• _THE PROBLEM_
Please copy each line of the records below that includes the word "tracing".

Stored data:
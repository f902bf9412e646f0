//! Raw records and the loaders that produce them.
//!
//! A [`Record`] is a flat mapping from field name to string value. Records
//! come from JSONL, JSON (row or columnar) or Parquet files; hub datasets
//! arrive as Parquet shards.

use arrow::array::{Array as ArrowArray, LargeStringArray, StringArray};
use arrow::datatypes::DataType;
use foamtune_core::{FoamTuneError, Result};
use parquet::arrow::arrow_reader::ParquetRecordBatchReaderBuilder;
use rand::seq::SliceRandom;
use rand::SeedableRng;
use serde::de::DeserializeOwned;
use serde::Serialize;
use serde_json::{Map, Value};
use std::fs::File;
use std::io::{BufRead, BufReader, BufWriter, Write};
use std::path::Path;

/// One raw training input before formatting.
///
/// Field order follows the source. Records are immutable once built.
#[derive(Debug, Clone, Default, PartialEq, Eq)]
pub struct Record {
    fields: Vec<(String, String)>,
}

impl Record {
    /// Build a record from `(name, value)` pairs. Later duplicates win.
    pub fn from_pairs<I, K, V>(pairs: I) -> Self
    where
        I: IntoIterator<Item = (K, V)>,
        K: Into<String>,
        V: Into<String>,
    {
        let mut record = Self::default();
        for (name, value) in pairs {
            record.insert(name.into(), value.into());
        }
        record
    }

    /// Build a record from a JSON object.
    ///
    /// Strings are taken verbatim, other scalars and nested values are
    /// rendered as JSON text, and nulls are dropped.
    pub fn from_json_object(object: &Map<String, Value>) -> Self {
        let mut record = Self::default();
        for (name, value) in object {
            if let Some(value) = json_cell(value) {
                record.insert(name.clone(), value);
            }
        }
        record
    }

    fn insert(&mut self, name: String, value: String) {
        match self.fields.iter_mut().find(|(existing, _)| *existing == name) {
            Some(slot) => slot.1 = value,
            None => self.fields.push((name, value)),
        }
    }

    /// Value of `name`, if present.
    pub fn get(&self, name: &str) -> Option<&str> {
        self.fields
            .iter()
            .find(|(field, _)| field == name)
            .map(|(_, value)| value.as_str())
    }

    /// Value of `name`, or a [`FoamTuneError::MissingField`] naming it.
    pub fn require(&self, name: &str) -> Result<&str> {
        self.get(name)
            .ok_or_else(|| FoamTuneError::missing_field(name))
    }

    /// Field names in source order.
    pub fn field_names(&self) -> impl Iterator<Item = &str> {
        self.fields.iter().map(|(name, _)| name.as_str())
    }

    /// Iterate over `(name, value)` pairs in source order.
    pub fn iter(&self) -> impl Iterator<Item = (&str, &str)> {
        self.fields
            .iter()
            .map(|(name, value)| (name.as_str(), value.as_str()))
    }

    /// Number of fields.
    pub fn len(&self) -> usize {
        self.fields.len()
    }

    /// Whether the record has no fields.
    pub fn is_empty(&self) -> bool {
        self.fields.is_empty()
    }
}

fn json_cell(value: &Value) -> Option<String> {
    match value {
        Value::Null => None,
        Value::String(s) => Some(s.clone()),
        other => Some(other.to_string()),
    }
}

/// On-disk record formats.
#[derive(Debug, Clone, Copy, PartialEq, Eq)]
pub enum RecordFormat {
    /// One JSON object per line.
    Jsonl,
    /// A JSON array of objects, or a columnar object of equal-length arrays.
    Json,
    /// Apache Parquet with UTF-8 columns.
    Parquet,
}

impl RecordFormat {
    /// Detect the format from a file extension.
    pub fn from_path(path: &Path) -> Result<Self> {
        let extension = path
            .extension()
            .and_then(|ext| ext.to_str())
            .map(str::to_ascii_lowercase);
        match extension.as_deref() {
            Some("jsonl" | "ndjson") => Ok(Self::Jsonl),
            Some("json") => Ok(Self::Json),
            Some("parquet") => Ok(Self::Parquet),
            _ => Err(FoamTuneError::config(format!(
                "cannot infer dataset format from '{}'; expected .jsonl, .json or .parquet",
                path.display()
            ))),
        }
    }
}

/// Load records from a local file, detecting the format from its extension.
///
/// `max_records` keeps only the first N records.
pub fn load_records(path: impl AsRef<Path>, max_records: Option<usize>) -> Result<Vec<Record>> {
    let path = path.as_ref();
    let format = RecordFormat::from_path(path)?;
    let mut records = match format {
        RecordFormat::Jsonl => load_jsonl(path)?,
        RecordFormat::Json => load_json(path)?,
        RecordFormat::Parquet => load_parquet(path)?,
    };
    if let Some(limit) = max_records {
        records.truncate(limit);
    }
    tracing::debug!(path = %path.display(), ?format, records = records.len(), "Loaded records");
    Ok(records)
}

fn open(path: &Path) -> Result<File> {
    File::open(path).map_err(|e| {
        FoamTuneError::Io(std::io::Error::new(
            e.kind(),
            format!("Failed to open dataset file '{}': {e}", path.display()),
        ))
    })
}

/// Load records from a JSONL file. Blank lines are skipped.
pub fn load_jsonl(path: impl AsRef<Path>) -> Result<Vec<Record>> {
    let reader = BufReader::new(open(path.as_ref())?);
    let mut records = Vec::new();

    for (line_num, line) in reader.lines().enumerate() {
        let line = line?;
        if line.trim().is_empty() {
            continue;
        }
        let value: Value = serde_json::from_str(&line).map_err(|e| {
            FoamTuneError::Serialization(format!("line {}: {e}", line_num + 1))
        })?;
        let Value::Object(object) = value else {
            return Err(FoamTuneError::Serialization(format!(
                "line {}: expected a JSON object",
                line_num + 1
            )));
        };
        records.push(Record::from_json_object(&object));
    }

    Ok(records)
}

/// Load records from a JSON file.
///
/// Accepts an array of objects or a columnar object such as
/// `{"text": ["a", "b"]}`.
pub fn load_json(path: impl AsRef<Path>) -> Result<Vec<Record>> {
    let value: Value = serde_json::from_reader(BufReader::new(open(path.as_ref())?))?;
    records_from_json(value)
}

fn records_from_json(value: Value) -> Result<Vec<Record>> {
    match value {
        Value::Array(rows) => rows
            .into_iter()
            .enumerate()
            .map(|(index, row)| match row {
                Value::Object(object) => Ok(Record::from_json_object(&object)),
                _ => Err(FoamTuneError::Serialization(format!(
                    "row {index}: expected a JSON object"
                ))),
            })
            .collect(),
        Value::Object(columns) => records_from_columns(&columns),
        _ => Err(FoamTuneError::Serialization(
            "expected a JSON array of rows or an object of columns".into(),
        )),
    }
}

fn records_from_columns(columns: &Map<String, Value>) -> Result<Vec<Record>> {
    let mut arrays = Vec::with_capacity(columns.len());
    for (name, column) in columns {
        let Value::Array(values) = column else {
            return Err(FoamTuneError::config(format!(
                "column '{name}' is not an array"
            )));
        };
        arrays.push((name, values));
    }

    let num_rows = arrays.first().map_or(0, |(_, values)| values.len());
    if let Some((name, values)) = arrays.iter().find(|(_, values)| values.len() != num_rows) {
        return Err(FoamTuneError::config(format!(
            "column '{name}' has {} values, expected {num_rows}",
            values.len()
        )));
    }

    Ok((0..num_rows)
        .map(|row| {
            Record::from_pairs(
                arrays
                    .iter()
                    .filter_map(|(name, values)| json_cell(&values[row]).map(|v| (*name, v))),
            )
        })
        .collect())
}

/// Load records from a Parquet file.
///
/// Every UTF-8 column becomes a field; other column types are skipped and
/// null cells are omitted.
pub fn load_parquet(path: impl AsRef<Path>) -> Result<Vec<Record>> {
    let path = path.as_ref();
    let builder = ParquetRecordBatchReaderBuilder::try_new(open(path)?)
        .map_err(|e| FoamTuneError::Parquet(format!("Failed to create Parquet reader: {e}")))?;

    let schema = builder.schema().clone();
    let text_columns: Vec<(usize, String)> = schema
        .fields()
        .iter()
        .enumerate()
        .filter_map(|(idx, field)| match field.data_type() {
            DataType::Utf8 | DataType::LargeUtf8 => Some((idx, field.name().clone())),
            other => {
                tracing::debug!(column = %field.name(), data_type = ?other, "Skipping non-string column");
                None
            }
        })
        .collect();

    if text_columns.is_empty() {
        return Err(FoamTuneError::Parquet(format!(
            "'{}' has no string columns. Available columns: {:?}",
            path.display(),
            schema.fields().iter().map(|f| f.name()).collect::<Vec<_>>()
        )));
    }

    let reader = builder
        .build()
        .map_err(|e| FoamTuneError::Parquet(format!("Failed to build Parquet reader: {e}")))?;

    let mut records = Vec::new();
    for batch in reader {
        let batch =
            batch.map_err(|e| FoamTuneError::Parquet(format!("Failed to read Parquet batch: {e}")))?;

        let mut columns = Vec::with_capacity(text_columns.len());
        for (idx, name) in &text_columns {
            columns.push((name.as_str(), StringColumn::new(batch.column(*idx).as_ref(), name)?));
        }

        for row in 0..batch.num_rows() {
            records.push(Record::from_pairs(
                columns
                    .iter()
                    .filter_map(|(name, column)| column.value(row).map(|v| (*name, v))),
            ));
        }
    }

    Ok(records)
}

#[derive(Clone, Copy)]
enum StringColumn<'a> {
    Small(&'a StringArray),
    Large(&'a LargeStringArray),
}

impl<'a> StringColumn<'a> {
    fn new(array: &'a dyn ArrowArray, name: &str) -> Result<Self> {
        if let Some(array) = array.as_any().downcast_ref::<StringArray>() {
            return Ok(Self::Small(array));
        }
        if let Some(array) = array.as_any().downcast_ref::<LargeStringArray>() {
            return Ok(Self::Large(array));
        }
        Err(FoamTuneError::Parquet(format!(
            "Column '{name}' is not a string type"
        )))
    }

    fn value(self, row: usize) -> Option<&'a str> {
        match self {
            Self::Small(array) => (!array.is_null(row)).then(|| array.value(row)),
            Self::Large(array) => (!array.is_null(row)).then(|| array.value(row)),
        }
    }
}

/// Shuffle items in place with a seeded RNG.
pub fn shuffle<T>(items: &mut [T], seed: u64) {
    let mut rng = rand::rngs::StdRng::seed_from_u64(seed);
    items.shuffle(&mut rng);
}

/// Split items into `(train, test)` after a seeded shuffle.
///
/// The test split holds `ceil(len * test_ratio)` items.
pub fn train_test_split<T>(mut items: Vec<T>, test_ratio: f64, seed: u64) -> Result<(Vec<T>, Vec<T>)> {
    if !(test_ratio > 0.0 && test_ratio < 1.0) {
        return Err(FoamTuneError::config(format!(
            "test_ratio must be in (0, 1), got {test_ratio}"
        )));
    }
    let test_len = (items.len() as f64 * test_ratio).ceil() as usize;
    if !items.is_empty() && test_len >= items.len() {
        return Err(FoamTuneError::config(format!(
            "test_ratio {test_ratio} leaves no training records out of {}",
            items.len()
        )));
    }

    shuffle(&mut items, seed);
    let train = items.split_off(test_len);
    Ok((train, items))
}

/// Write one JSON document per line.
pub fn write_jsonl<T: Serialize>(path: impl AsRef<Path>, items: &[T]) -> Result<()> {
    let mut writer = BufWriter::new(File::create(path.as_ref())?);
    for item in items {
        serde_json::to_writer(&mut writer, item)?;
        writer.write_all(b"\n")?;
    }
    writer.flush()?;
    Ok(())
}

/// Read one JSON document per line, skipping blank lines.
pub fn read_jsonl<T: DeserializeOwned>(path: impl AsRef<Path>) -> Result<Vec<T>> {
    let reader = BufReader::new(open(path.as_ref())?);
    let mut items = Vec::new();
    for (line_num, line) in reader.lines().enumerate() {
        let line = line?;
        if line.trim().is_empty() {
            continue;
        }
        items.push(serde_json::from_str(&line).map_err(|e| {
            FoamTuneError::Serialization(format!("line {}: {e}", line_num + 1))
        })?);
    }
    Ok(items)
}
* * *
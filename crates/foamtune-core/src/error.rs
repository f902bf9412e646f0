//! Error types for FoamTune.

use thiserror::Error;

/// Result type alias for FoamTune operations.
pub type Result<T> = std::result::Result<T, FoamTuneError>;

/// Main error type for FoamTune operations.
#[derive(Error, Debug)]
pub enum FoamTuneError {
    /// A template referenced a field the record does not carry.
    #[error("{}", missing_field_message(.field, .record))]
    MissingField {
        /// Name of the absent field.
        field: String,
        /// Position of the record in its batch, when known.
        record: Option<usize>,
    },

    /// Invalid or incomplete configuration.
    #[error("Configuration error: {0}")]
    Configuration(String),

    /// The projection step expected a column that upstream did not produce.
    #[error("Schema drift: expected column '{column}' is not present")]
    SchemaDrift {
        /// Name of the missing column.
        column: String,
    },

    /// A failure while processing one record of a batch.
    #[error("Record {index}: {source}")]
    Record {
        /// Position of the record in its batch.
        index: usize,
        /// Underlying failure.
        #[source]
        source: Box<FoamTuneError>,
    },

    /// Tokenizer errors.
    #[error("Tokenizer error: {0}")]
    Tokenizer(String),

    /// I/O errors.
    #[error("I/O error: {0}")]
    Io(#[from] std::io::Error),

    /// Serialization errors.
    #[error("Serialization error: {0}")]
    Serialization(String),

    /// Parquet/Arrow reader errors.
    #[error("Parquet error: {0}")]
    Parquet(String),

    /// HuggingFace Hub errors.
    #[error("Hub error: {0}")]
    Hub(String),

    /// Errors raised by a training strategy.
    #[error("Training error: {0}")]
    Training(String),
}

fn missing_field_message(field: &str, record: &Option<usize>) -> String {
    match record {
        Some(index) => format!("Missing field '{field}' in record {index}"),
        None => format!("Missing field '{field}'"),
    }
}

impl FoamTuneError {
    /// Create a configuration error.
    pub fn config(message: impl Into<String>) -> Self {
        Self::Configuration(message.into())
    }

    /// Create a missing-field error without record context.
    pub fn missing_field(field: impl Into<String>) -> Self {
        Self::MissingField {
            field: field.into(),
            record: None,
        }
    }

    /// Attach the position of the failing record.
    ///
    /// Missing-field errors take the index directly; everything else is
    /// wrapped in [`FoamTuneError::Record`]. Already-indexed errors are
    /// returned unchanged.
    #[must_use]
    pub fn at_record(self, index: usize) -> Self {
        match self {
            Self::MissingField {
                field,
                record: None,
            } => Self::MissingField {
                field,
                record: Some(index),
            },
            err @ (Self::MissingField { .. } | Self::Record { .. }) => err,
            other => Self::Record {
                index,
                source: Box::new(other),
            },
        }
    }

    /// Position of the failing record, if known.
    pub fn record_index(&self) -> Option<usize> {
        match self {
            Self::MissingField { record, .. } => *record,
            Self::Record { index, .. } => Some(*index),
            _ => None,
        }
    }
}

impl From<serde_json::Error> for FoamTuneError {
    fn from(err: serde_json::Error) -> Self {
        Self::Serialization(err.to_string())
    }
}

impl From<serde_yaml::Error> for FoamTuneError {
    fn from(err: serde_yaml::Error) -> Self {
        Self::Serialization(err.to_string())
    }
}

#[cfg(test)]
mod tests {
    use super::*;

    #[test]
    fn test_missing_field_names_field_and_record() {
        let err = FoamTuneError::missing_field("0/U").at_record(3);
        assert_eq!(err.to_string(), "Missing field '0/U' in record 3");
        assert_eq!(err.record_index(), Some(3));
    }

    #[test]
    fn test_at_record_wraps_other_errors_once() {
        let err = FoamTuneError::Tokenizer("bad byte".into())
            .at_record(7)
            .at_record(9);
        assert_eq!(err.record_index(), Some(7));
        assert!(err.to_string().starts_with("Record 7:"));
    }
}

• _THE ANSWER_
    tracing::debug!(path = %path.display(), ?format, records = records.len(), "Loaded records");
                tracing::debug!(column = %field.name(), data_type = ?other, "Skipping non-string column");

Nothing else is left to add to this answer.